This guide was adapted from Style Guide for Gender-Inclusive Writing by Wendy Lee Spaček, which was published on Indiana University Libraries' blog in January of 2021.
In English, personal pronouns are gendered. Historically, English offers only three personal pronouns: masculine (he), feminine (she), and the un-gendered “it” (which is widely seen as rude or disrespectful to use when referring to a person). These few personal pronouns do not adequately express the variety of gender expressions that have been present throughout history. Grammar is not static, but changes over time, adapting to, reflecting and perpetuating biases and social constructs present in the culture. Many people have been excluded by this rigid and artificial binary representation of gender codified in the English language and have had to find or create alternatives to identify themselves in speech and writing.
Below is a chart that lists some of the most commonly used personal pronouns and gives examples for how to use them.

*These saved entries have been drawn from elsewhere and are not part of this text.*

//! HTTP transport and page renderer backed by reqwest

use super::traits::{PageRenderer, RenderedPage, Response, Transport, TransportRequest};
use anyhow::{Context, Result};
use async_trait::async_trait;
use std::sync::Arc;
use std::time::Duration;

/// Transport over a shared reqwest client
pub struct HttpTransport {
    client: reqwest::Client,
}

impl HttpTransport {
    /// Build a client with the per-call timeout applied to every request
    pub fn new(timeout: Duration, max_concurrency: usize) -> Result<Self> {
        let mut headers = reqwest::header::HeaderMap::new();
        headers.insert(
            reqwest::header::CONTENT_TYPE,
            reqwest::header::HeaderValue::from_static("application/json"),
        );

        let client = reqwest::Client::builder()
            .timeout(timeout)
            .pool_max_idle_per_host(max_concurrency.max(1) * 3)
            .default_headers(headers)
            .build()
            .context("Failed to build HTTP client")?;

        Ok(Self { client })
    }

    async fn send(&self, request: TransportRequest) -> Result<Response, reqwest::Error> {
        let mut req = self.client.request(request.method, &request.url);

        if !request.query.is_empty() {
            req = req.query(&request.query);
        }
        for (k, v) in &request.headers {
            req = req.header(k.as_str(), v.as_str());
        }
        if let Some(body) = &request.body {
            req = req.json(body);
        }

        let res = req.send().await?;
        let status = res.status().as_u16();
        let text = res.text().await?;

        // Non-JSON bodies are kept as {"text": raw}
        let body = serde_json::from_str(&text)
            .unwrap_or_else(|_| serde_json::json!({ "text": text }));

        Ok(Response::new(status, body))
    }
}

#[async_trait]
impl Transport for HttpTransport {
    async fn request(&self, request: TransportRequest) -> Response {
        let url = request.url.clone();
        match self.send(request).await {
            Ok(res) => res,
            Err(e) => {
                log::debug!("transport failure for {}: {}", url, e);
                Response::transport_failure(e)
            }
        }
    }
}

/// Renders pages by fetching their server-side HTML through a [`Transport`]
pub struct HttpPageRenderer {
    transport: Arc<dyn Transport>,
}

impl HttpPageRenderer {
    pub fn new(transport: Arc<dyn Transport>) -> Self {
        Self { transport }
    }
}

#[async_trait]
impl PageRenderer for HttpPageRenderer {
    async fn render(&self, url: &str) -> Result<RenderedPage> {
        let res = self
            .transport
            .request(TransportRequest::new(reqwest::Method::GET, url))
            .await;

        if let Some(error) = res.error_text() {
            anyhow::bail!("Failed to fetch page {}: {}", url, error);
        }

        let content = match res.text() {
            Some(text) => text.to_string(),
            None => res.body.to_string(),
        };

        Ok(RenderedPage {
            status: res.status,
            content,
        })
    }
}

|Nominative (subject)||Objective (object)||Possessive determiner||Possessive pronoun||Reflexive|
|He||He laughed||I called him||His dog barks||That is his||He likes himself|
|I called her||Her dog barks||That is hers||She likes herself|
|They||They laughed||I called them||Their dog barks||That is theirs||They like themself|
|Per||Per laughed||I called per||Per dog barks||That is pers||Per likes perself|
|Ze laughed||I called hir||Hir dog barks||That is hirs||Ze likes hirself|
Academic style guides agree on the importance of achieving gender-neutral writing, and the problem of using “he” as a universal pronoun. For a time, academic style guides suggested the use of “he or she” or alternating between “he” or “she” in writing. This construction is now acknowledged as being not only clunky and awkward, but exclusionary because to use “he or she” suggests a rigid gender binary, excluding all persons whose gender identities are outside of that binary. Luckily, singular “they,” in use since the 14th century in informal and spoken speech, has started to gain traction as a gender-inclusive pronoun to refer to a person of unknown gender in formal and academic writing. More on the history of singular “they” can be found at the Oxford English Dictionary’s website and Historians.org.
Academic Style Guides adapt slowly to changes in grammar, and like grammar, are socially constructed texts that are constantly in flux. To understand Academic Style Guides’ current and past positions on singular “they” as a gender-neutral unknown referent, it is important to keep in mind that Academic Style Guides do not create grammatical rules. Rather, they establish formal guidelines that follow spoken and grammatical conventions which are set by informal writing and speech. Academic Style Guides are often slow to adopt conventions they might see as temporary. Despite the long history of singular “they” in this usage, which mirrors the grammatical evolution of singular “you,” some style guides have waffled on sanctioning its use.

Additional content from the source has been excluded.